Work required:
The expected output is a verbatim reprint of the lines from the beginning of the data that follows through the line that contains "CPU, cached by".
====== Entries shown
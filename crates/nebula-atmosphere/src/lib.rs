//! Precomputed atmospheric scattering for the Nebula engine.
//!
//! Physical parameters are sampled over the visible spectrum, integrated into
//! transmittance, scattering and irradiance lookup tables on the CPU, cached by
//! name in a shared resource store, and bound every frame to the sky material
//! of an [`Atmosphere`].

pub mod attributes;
pub mod cache;
pub mod component;
pub mod constants;
pub mod density;
pub mod error;
pub mod gpu;
pub mod luminance;
pub mod params;
pub mod precompute;
pub mod render;
pub mod spectrum;
pub mod store;

#[cfg(test)]
mod testing;

pub use attributes::{ATTRIBUTES, RuntimeState};
pub use cache::{Resolved, TableCache, TableHandles, TableSetKey};
pub use component::{Atmosphere, AtmosphereContext};
pub use error::{AtmosphereError, AtmosphereState, ResourceKind};
pub use gpu::{GpuTableSet, WgpuRenderDevice};
pub use luminance::{Luminance, RadianceToLuminanceFactors};
pub use params::{AtmosphereParameters, ModelOptions};
pub use precompute::{PrecomputeEngine, PrecomputedTables, Table, TableExtent, TableGenerator, TableKind};
pub use render::{GeometryBuffer, LightSource, MaterialInstance, RenderDevice, ShaderMacros, UniformValue};
pub use spectrum::{SpectralSample, SpectralTable, sample_spectrum};
pub use store::{MemoryResourceStore, MeshHandle, ResourceStore, TextureHandle};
============
Final answer:
filename crates/nebula-atmosphere/src/lib.rs
//! Precomputed atmospheric scattering for the Nebula engine.
//!
//! Physical parameters are sampled over the visible spectrum, integrated into
//! transmittance, scattering and irradiance lookup tables on the CPU, cached by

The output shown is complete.